[SOURCE DATA]

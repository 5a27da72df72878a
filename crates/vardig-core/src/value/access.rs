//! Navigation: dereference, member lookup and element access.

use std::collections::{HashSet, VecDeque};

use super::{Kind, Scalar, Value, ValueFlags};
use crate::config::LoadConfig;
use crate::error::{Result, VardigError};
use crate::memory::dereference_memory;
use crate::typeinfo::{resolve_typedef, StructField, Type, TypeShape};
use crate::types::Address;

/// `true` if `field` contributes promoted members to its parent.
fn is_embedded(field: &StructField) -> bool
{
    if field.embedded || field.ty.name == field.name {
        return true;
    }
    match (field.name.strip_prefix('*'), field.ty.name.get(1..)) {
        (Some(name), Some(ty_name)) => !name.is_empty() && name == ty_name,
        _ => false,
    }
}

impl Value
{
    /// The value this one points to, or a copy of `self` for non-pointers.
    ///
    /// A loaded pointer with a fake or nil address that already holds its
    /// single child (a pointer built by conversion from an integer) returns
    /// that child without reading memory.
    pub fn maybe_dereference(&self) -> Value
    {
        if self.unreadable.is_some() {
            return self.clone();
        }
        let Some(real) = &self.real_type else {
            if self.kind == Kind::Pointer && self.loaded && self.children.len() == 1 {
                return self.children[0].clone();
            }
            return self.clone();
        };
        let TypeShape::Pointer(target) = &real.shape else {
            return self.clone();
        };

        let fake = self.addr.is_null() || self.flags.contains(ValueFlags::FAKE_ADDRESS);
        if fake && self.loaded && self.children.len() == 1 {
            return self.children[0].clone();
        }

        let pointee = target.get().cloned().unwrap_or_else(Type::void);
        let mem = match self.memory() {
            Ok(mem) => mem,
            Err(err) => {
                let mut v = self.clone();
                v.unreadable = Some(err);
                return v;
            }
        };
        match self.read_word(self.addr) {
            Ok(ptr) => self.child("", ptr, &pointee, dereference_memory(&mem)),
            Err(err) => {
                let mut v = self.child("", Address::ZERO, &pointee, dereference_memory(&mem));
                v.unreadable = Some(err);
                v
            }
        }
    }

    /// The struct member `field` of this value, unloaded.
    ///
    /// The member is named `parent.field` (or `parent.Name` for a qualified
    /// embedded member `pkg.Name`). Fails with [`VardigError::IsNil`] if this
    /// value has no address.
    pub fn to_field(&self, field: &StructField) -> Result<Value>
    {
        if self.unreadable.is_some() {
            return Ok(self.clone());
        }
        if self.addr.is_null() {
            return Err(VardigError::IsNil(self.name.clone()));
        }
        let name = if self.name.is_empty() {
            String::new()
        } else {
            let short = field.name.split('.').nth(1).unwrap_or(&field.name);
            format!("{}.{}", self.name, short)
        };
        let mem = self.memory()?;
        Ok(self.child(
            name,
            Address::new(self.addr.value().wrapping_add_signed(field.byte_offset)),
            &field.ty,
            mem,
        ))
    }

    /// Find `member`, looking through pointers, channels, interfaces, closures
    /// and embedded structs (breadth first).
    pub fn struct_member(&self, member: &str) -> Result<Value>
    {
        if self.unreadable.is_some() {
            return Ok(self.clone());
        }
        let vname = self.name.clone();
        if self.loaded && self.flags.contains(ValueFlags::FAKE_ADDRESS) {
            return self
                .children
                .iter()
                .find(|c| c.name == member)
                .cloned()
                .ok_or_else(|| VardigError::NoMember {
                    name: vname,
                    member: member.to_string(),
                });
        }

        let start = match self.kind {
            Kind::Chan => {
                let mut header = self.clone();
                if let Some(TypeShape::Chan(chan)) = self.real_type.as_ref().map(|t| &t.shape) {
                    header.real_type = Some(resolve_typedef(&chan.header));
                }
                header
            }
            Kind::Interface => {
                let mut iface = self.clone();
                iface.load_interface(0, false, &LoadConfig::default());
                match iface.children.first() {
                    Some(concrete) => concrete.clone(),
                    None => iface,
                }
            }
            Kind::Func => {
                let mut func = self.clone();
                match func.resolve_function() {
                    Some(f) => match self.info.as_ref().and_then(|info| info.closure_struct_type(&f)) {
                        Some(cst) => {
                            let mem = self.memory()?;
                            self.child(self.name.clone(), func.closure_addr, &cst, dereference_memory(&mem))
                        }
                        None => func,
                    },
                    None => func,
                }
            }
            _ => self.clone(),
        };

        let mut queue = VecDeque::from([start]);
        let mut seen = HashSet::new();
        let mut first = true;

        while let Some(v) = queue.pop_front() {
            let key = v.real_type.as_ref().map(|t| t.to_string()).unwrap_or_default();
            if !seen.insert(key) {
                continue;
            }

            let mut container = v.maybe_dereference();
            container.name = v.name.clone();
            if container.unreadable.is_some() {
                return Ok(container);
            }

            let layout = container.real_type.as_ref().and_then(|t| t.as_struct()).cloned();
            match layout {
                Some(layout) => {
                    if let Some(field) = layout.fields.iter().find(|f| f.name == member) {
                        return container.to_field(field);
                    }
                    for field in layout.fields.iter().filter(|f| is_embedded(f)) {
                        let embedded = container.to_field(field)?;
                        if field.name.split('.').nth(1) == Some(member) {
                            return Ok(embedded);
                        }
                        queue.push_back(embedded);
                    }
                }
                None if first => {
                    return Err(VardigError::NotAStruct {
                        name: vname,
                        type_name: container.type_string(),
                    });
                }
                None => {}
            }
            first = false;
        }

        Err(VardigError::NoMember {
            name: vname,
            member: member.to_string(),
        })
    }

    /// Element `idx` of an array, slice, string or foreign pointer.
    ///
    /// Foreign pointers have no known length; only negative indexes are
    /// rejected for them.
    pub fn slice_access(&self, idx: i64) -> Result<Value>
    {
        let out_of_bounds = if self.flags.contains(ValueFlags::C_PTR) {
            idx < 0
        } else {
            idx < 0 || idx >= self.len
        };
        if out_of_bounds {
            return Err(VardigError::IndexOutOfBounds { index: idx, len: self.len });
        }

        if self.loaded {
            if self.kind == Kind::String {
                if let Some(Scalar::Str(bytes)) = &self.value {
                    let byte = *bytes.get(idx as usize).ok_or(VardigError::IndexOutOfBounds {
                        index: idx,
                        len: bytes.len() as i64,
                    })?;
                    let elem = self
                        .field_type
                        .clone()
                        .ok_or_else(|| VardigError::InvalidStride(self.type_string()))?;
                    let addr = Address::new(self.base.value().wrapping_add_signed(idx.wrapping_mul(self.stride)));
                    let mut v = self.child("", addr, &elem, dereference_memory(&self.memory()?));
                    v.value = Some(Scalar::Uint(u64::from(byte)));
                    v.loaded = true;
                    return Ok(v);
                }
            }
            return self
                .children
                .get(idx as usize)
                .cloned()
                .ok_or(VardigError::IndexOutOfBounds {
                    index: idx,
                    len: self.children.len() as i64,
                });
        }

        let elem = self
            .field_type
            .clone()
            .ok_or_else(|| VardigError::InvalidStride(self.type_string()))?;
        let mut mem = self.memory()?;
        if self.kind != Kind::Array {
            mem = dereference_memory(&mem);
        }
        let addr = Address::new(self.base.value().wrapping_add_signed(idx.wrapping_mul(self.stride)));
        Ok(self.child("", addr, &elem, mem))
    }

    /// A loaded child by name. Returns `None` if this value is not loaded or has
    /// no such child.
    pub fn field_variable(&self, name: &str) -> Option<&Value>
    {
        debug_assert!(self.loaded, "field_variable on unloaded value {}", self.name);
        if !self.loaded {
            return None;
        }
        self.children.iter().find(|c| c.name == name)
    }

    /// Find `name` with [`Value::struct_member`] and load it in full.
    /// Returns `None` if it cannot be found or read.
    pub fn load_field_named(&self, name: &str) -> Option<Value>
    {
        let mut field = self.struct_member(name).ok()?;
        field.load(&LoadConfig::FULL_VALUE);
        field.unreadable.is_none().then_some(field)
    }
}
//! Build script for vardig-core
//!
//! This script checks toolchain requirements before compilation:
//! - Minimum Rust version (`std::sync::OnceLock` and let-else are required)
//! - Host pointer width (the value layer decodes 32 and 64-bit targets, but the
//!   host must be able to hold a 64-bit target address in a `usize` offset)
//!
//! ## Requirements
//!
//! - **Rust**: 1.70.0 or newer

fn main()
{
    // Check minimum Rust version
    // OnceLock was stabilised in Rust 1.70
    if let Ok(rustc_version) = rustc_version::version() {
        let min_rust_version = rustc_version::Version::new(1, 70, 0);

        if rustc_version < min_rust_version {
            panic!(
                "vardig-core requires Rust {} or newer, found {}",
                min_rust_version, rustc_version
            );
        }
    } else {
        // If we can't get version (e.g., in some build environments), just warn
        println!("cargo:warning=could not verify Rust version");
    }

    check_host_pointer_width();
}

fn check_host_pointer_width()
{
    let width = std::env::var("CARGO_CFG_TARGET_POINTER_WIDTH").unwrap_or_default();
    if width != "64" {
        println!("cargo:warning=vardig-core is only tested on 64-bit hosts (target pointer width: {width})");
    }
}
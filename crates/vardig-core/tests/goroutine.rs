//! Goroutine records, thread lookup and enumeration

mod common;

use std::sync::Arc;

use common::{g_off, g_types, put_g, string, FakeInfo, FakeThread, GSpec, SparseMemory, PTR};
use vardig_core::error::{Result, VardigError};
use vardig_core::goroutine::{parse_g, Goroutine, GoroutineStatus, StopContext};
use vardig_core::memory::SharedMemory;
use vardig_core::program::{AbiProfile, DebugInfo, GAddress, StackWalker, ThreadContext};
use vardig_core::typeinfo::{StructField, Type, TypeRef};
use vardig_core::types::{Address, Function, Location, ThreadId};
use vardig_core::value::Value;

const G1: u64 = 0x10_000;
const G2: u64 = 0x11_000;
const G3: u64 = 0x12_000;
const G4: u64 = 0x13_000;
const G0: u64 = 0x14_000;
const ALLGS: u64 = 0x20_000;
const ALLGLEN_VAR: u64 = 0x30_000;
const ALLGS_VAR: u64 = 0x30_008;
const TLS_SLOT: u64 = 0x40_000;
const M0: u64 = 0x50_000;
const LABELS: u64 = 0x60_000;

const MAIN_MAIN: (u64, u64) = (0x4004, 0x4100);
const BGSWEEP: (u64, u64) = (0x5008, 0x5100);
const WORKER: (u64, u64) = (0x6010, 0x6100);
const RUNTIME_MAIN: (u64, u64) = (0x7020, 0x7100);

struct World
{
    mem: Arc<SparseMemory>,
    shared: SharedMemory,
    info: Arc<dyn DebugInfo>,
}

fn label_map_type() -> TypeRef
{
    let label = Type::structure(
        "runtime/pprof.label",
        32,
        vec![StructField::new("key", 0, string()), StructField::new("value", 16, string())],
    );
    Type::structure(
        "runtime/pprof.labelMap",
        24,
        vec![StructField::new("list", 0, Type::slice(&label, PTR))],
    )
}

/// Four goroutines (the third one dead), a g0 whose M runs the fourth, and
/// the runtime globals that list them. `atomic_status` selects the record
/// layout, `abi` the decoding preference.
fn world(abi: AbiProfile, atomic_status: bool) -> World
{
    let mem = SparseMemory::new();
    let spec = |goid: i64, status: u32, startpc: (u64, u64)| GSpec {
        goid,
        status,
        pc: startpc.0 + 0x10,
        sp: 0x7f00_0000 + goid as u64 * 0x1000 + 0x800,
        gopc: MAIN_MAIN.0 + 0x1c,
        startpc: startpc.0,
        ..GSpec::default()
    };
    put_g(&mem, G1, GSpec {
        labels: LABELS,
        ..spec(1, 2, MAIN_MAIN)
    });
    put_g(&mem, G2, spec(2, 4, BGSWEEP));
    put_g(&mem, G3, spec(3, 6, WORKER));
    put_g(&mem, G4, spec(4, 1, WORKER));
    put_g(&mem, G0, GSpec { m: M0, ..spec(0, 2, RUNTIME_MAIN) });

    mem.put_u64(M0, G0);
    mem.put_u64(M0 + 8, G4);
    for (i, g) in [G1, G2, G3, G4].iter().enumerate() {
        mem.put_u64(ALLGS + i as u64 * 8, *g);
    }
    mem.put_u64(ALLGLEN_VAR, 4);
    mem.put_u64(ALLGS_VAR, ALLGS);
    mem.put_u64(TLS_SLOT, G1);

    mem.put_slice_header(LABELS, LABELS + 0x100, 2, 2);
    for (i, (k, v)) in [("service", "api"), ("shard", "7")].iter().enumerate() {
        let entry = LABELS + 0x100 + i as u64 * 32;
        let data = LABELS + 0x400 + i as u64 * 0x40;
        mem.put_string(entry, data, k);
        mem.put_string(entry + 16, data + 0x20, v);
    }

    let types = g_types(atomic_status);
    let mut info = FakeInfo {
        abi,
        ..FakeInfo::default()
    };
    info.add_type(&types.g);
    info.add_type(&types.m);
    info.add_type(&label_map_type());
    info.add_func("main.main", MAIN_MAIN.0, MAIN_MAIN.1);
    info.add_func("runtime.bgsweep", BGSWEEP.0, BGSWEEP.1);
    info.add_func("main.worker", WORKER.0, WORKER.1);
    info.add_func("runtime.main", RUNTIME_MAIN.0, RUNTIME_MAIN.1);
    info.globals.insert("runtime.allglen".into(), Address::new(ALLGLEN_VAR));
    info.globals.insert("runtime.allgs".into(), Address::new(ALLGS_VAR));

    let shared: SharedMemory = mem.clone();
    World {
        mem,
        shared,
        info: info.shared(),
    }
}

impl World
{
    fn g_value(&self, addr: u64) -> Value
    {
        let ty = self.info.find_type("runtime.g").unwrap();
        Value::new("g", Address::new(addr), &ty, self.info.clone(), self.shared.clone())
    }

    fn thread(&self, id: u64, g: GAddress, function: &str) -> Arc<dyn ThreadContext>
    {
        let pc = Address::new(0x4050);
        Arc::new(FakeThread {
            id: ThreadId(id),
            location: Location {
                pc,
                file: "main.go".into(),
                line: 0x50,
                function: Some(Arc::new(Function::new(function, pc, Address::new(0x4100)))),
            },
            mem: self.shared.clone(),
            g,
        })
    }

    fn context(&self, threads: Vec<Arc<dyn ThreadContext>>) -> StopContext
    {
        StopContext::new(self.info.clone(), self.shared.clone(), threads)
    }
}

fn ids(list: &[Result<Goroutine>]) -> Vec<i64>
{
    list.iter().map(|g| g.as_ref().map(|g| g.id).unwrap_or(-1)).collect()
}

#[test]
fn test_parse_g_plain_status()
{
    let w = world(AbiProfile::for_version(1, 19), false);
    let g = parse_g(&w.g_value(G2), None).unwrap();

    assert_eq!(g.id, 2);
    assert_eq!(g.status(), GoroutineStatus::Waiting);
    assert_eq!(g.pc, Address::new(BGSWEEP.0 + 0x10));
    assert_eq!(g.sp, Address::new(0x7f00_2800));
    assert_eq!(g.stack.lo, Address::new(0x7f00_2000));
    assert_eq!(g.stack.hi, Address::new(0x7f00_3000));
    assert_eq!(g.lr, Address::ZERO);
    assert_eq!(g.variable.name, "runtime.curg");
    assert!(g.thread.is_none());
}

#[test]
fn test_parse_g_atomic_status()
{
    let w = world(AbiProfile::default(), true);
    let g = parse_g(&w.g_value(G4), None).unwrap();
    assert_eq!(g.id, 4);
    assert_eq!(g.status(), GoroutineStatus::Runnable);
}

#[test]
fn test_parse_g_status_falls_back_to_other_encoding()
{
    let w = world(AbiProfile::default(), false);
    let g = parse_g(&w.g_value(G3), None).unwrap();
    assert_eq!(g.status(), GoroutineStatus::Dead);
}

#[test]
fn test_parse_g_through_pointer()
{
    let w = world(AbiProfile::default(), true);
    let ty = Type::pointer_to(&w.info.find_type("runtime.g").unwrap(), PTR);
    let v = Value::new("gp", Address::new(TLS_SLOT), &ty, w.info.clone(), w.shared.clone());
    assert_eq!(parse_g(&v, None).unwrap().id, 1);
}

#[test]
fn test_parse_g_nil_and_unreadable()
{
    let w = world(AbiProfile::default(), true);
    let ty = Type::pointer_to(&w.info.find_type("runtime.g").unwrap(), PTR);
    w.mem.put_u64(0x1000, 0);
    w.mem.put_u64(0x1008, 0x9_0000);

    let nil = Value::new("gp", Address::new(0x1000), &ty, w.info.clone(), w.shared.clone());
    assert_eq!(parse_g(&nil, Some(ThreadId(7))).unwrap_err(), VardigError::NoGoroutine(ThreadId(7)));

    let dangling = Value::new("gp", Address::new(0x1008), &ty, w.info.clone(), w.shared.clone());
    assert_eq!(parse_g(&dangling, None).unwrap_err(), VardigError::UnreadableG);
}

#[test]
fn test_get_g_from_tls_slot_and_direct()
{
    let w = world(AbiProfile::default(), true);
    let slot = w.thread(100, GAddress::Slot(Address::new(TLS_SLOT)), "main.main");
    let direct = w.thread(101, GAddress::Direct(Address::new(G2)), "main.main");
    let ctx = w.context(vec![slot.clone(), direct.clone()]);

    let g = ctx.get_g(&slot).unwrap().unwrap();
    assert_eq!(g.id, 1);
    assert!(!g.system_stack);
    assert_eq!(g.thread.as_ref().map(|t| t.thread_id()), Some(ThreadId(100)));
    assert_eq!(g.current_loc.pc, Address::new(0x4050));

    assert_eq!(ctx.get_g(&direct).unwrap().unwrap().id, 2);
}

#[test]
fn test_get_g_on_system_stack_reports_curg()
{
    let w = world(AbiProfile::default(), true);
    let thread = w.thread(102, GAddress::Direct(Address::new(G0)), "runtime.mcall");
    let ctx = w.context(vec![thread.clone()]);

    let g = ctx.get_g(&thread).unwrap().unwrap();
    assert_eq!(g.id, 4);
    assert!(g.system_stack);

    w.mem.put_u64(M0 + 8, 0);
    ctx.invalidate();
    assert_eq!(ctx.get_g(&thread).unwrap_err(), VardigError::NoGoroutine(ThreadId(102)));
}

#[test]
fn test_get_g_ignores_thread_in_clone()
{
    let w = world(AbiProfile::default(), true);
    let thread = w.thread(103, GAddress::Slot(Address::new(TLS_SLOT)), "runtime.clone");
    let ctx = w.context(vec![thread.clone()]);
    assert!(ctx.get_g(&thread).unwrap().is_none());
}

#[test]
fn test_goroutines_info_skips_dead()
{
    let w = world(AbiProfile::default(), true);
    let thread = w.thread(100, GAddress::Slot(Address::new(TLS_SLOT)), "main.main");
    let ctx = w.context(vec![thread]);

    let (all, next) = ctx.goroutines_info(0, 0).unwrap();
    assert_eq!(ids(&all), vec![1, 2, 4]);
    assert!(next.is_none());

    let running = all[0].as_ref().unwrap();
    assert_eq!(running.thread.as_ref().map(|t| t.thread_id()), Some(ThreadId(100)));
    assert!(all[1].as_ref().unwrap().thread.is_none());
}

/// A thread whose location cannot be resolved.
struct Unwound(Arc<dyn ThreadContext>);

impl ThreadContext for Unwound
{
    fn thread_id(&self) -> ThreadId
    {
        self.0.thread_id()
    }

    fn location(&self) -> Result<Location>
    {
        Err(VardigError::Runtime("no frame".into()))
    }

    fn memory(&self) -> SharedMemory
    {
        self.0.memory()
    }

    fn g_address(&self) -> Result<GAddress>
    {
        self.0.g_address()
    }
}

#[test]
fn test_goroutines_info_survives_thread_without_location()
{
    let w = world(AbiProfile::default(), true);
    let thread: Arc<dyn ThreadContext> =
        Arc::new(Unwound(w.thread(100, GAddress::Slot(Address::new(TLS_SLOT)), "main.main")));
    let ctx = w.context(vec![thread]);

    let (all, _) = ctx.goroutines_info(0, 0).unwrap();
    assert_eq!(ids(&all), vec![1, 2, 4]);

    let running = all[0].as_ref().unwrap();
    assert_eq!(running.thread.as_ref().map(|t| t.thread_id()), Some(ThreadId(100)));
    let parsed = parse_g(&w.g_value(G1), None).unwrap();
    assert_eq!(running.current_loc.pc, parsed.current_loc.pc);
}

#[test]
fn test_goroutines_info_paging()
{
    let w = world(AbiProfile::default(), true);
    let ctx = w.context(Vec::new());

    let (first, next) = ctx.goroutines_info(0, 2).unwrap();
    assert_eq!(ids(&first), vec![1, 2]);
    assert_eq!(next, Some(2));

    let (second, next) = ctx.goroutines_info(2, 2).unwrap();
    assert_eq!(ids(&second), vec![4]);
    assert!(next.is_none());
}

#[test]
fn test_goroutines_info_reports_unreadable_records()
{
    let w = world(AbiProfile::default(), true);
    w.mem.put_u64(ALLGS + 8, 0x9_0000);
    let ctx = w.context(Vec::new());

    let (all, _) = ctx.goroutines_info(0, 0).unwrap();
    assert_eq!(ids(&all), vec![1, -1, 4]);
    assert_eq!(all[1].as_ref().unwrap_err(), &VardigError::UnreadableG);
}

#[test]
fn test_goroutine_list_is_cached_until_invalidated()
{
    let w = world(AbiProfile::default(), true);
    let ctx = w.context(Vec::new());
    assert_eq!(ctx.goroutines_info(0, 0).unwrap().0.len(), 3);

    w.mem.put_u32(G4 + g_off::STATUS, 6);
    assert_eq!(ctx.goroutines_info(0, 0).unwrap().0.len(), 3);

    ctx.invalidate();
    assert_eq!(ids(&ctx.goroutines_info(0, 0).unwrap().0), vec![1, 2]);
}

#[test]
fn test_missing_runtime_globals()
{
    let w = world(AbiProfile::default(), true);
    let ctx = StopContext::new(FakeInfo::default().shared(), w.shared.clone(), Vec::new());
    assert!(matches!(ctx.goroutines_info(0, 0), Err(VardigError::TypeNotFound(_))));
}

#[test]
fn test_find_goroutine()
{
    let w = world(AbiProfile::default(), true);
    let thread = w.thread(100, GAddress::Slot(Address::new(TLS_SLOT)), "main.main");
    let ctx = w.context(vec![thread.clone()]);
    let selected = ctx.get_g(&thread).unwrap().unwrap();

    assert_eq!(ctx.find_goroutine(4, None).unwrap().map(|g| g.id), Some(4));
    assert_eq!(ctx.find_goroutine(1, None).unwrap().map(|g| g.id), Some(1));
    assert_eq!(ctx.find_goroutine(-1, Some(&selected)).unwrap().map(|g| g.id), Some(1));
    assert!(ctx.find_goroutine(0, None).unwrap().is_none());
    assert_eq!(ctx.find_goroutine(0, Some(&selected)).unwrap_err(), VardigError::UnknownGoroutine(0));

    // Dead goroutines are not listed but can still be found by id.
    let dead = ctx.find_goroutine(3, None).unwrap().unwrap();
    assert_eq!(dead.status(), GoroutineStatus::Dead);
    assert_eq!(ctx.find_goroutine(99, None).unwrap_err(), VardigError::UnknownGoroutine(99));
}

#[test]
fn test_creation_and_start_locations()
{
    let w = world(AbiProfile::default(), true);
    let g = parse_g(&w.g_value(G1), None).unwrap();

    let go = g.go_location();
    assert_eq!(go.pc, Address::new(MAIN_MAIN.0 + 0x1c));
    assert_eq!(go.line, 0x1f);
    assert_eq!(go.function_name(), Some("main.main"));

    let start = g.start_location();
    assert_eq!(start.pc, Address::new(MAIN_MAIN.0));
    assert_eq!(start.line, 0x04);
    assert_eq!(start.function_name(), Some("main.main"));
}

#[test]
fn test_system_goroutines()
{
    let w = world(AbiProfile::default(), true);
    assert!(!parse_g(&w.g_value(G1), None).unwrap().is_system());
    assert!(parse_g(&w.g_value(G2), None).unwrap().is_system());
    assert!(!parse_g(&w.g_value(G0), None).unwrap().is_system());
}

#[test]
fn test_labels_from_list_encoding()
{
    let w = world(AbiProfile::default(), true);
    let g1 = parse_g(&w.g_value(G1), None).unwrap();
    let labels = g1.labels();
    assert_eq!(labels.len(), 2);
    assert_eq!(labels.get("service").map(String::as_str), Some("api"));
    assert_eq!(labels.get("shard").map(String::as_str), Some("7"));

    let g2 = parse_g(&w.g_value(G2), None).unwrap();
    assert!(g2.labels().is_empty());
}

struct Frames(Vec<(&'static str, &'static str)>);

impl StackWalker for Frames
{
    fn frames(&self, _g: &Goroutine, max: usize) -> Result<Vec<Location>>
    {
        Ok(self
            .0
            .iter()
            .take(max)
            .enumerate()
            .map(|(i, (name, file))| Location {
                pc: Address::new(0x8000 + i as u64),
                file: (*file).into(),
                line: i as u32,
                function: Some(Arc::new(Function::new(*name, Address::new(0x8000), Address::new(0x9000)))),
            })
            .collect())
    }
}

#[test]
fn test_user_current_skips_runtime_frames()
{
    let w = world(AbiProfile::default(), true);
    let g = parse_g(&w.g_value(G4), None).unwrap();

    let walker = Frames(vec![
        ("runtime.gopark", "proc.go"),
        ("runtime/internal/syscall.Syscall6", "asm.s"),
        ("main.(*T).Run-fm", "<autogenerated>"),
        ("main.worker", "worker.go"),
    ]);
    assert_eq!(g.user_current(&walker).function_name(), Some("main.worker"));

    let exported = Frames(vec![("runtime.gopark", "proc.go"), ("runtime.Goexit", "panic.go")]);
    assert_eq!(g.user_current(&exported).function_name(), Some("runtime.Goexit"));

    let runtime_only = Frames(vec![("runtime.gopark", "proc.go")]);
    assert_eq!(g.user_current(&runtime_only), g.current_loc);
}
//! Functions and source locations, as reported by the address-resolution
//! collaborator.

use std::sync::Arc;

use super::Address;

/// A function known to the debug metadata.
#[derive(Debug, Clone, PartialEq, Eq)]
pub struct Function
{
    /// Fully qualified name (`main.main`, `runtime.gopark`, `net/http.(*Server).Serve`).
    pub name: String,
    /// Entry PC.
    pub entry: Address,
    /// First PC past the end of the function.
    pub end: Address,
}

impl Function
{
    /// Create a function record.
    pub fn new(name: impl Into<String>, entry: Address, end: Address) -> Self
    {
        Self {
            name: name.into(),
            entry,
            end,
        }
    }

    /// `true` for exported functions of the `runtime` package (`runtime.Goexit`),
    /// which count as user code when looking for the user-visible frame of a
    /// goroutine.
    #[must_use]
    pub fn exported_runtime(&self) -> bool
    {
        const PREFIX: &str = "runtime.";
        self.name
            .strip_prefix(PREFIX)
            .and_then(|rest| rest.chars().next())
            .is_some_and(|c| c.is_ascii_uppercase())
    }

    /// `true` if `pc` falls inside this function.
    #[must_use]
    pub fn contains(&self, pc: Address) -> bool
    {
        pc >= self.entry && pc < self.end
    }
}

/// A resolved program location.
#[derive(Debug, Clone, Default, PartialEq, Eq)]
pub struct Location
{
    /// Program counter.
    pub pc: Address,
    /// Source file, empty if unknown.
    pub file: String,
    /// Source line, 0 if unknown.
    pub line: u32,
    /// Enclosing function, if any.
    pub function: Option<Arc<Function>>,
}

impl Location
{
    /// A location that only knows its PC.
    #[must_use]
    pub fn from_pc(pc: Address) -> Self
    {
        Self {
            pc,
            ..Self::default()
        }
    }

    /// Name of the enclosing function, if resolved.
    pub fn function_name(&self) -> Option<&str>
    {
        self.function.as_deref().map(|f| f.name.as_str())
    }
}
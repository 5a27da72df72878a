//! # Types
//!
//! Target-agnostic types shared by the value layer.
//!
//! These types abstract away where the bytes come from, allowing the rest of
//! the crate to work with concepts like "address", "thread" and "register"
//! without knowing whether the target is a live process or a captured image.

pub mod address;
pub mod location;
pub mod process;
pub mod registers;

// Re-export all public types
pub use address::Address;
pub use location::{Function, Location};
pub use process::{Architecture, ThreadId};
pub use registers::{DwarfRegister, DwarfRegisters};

[/SOURCE DATA]

EXERCISE:
Your answer must consist solely of the lines from the top of the entries above through the line containing "already holds its", copied exactly, both ends included.

FINISHED TASK:
repository 5a27da72df72878a
filename crates/vardig-core/src/value/access.rs
//! Navigation: dereference, member lookup and element access.

use std::collections::{HashSet, VecDeque};

use super::{Kind, Scalar, Value, ValueFlags};
use crate::config::LoadConfig;
use crate::error::{Result, VardigError};
use crate::memory::dereference_memory;
use crate::typeinfo::{resolve_typedef, StructField, Type, TypeShape};
use crate::types::Address;

/// `true` if `field` contributes promoted members to its parent.
fn is_embedded(field: &StructField) -> bool
{
    if field.embedded || field.ty.name == field.name {
        return true;
    }
    match (field.name.strip_prefix('*'), field.ty.name.get(1..)) {
        (Some(name), Some(ty_name)) => !name.is_empty() && name == ty_name,
        _ => false,
    }
}

impl Value
{
    /// The value this one points to, or a copy of `self` for non-pointers.
    ///
    /// A loaded pointer with a fake or nil address that already holds its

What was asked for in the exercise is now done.